しかし助けを求められたお城の人たちの態度は、とても冷たいものでした。
「誰か助けてくれだカァ!」
「うわっ、なんだこのバケモノめ!」
しゃべるカラスやブタのぬいぐるみを見てお城の人たちは驚きます。
「待て!オレたちは王子なんだブゥ。悪い魔女に魔法をかけられてしまったんだブゥ・・・」
いつもイタズラをされて苦しめられていたお城の人たちは、自分たちが王子なんだと言っても誰も耳を傾けてはくれません。
しかもあげくの果てには、お城の外へと追い出されてしまいました。
外は夕暮れ、もうじき寒い夜になろうとしています。
「オレたちはどうすればいいんだ、カァ・・・」
「チュウ・・・」
どこからかおいしい食べ物の匂いと子供たちの笑い声がしてきますが、三人は腹ペコでおなかがグーグー鳴っています。
ジローザが意を決したように立ち上がります。
「魔女の屋敷に行こう!そして魔法を解いてもらうんだブゥ」
「魔女の屋敷は、お化け屋敷だぞ!もうすぐ夜になるのに、怖くて近づけないカァ・・・」
「チュウ・・・」
しょぼくれて意気消沈しているイチロージとサブローゼに、ジローザが声を張り上げます。
「だまらっしゃい!だブゥ!」
「ひ~!?」
「このままでは腹ペコのまま、ここで倒れるのを待つだけなんだブゥ!」
「仕方がないカァ・・・」
「チュウ・・・」
夜のお化け屋敷はとても怖かったけれど、そう言われてイチロージもサブローゼも納得します。
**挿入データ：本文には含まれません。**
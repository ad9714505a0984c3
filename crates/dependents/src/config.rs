//! RequireJS-style module alias configuration.
//!
//! Only `baseUrl` and `paths` matter here; every other key (`shim`, `map`,
//! `packages`, ...) is ignored. A config is either read from disk once per
//! run or handed over already parsed.

use std::collections::HashMap;
use std::path::{Path, PathBuf};

use serde::{Deserialize, Serialize};
use tracing::debug;

use crate::error::{Error, Result};

/// A single alias value: one path, or a list of fallback paths.
#[derive(Debug, Clone, PartialEq, Eq, Serialize, Deserialize)]
#[serde(untagged)]
pub enum AliasTarget {
    /// `"jquery": "lib/jquery"`
    Single(String),
    /// `"jquery": ["//cdn/jquery", "lib/jquery"]`
    Fallbacks(Vec<String>),
}

impl AliasTarget {
    /// The path this alias rewrites to.
    ///
    /// For fallback lists the last entry wins.
    #[must_use]
    pub fn effective(&self) -> Option<&str> {
        match self {
            Self::Single(path) => Some(path),
            Self::Fallbacks(paths) => paths.last().map(String::as_str),
        }
    }
}

/// Parsed module alias configuration.
#[derive(Debug, Clone, Default, PartialEq, Eq, Serialize, Deserialize)]
#[serde(rename_all = "camelCase")]
pub struct ModuleAliasConfig {
    /// Directory, relative to the project root, that non-relative module ids resolve from
    #[serde(default)]
    pub base_url: String,
    /// Alias name to target path
    #[serde(default)]
    pub paths: HashMap<String, AliasTarget>,
}

impl ModuleAliasConfig {
    /// Read and parse a config file.
    ///
    /// Accepts plain JSON or a JavaScript file wrapping a JSON-compatible
    /// object literal, such as `require.config({...})`.
    ///
    /// # Errors
    ///
    /// Returns [`Error::Io`] if the file cannot be read and
    /// [`Error::AliasConfig`] if its contents cannot be parsed.
    pub fn load(path: &Path) -> Result<Self> {
        let content = std::fs::read_to_string(path).map_err(|e| {
            Error::Io(std::io::Error::new(
                e.kind(),
                format!("alias config not readable: {}", path.display()),
            ))
        })?;
        let config = Self::parse(&content).map_err(|message| Error::AliasConfig {
            path: path.to_path_buf(),
            message,
        })?;
        debug!(
            config = %path.display(),
            aliases = config.paths.len(),
            base_url = %config.base_url,
            "Loaded alias config"
        );
        Ok(config)
    }

    /// Parse config text, returning the parser message on failure.
    ///
    /// # Errors
    ///
    /// Returns a description of the problem when no config object can be read.
    pub fn parse(content: &str) -> std::result::Result<Self, String> {
        let object = config_object(content).ok_or("no configuration object found")?;
        serde_json::from_str(object).map_err(|e| e.to_string())
    }

    /// Look up the rewrite target for an alias name.
    #[must_use]
    pub fn alias_target(&self, name: &str) -> Option<&str> {
        self.paths.get(name).and_then(AliasTarget::effective)
    }

    /// Directory that non-relative module ids resolve from.
    ///
    /// `baseUrl` is always taken relative to the project root, including a
    /// leading `/`, which in browser configs means the web root.
    #[must_use]
    pub fn base_dir(&self, project_root: &Path) -> PathBuf {
        let base = self.base_url.trim_start_matches('/');
        if base.is_empty() {
            project_root.to_path_buf()
        } else {
            project_root.join(base)
        }
    }
}

/// Slice out the outermost `{...}` of a config file.
fn config_object(content: &str) -> Option<&str> {
    let start = content.find('{')?;
    let end = content.rfind('}')?;
    (start < end).then(|| &content[start..=end])
}

/// Where an alias config comes from.
#[derive(Debug, Clone, PartialEq, Eq)]
pub enum ConfigSource {
    /// A config file to read once
    Path(PathBuf),
    /// A config that is already loaded
    Loaded(ModuleAliasConfig),
}

impl ConfigSource {
    /// Produce the config, reading it from disk when necessary.
    ///
    /// An empty path means "no config" and never touches the disk.
    ///
    /// # Errors
    ///
    /// Propagates [`ModuleAliasConfig::load`] failures.
    pub fn resolve(&self) -> Result<Option<ModuleAliasConfig>> {
        match self {
            Self::Path(path) if path.as_os_str().is_empty() => Ok(None),
            Self::Path(path) => ModuleAliasConfig::load(path).map(Some),
            Self::Loaded(config) => Ok(Some(config.clone())),
        }
    }
}

impl From<ModuleAliasConfig> for ConfigSource {
    fn from(config: ModuleAliasConfig) -> Self {
        Self::Loaded(config)
    }
}

impl From<PathBuf> for ConfigSource {
    fn from(path: PathBuf) -> Self {
        Self::Path(path)
    }
}

impl From<&Path> for ConfigSource {
    fn from(path: &Path) -> Self {
        Self::Path(path.to_path_buf())
    }
}

impl From<&str> for ConfigSource {
    fn from(path: &str) -> Self {
        Self::Path(PathBuf::from(path))
    }
}

#[cfg(test)]
mod tests {
    use super::*;
    use std::fs;

    const JSON_CONFIG: &str = r#"{
        "baseUrl": "js",
        "paths": {
            "a": "./a",
            "foobar": "./b",
            "jquery": ["//cdn.example.com/jquery", "vendor/jquery"]
        },
        "shim": { "jquery": { "exports": "$" } }
    }"#;

    #[test]
    fn parses_json_config() {
        let config = ModuleAliasConfig::parse(JSON_CONFIG).expect("should parse");

        assert_eq!(config.base_url, "js");
        assert_eq!(config.alias_target("a"), Some("./a"));
        assert_eq!(config.alias_target("foobar"), Some("./b"));
    }

    #[test]
    fn fallback_list_takes_last_entry() {
        let config = ModuleAliasConfig::parse(JSON_CONFIG).expect("should parse");

        assert_eq!(config.alias_target("jquery"), Some("vendor/jquery"));
    }

    #[test]
    fn parses_javascript_wrapped_config() {
        let content = r#"require.config({"baseUrl": "", "paths": {"foobar": "./c"}});"#;

        let config = ModuleAliasConfig::parse(content).expect("should parse");

        assert_eq!(config.alias_target("foobar"), Some("./c"));
    }

    #[test]
    fn missing_keys_default_to_empty() {
        let config = ModuleAliasConfig::parse("{}").expect("should parse");

        assert!(config.base_url.is_empty());
        assert!(config.paths.is_empty());
    }

    #[test]
    fn rejects_content_without_object() {
        assert!(ModuleAliasConfig::parse("requirejs.config();").is_err());
    }

    #[test]
    fn base_dir_is_relative_to_project_root() {
        let root = Path::new("/project");
        let mut config = ModuleAliasConfig::default();
        assert_eq!(config.base_dir(root), PathBuf::from("/project"));

        config.base_url = "/scripts".to_string();
        assert_eq!(config.base_dir(root), PathBuf::from("/project/scripts"));
    }

    #[test]
    fn empty_path_source_resolves_to_none() {
        let source = ConfigSource::from("");

        assert_eq!(source.resolve().expect("should not read"), None);
    }

    #[test]
    fn loaded_source_resolves_without_io() {
        let config = ModuleAliasConfig::parse(JSON_CONFIG).expect("should parse");
        let source = ConfigSource::from(config.clone());

        assert_eq!(source.resolve().expect("should resolve"), Some(config));
    }

    #[test]
    fn path_source_reads_file() {
        let dir = tempfile::tempdir().expect("should create temp dir");
        let path = dir.path().join("config.json");
        fs::write(&path, JSON_CONFIG).expect("should write config");

        let loaded = ConfigSource::from(path.clone())
            .resolve()
            .expect("should load");

        assert_eq!(loaded, Some(ModuleAliasConfig::load(&path).expect("should load")));
    }

    #[test]
    fn load_reports_unparseable_config() {
        let dir = tempfile::tempdir().expect("should create temp dir");
        let path = dir.path().join("config.js");
        fs::write(&path, "require.config({ paths: { a: './a' } });").expect("should write");

        let err = ModuleAliasConfig::load(&path).expect_err("unquoted keys are not JSON");

        assert!(matches!(err, Error::AliasConfig { .. }));
    }

    #[test]
    fn load_reports_missing_file() {
        let err = ModuleAliasConfig::load(Path::new("/nonexistent/config.json"))
            .expect_err("missing file should fail");

        assert!(matches!(err, Error::Io(_)));
    }
}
「そうと決まれば、イチロージ・・・。後は頼むだブゥ!」
「カァ?」
「オレたちを魔女の屋敷まで運んでくれだブゥ!」
「カァ!?カァカァ!」
イチロージはビックリして叫びます。
「仕方がないブゥ!オレたちの足で魔女の屋敷まで歩いて行ったら、五日はかかるんだブゥ。だからオレたちを抱えて飛んでくれだブゥ」
「わかったカァ・・・」
しぶしぶイチロージが承諾して、ネズミのサブローゼをポケットに入れたジローザを抱え、うっすら星の瞬きだした空に向かって飛び立ちます。
こうしてカラスとブタのぬいぐるみとネズミの三人組は、魔女が住んでいるお化け屋敷に向かうことになったのでした・・・。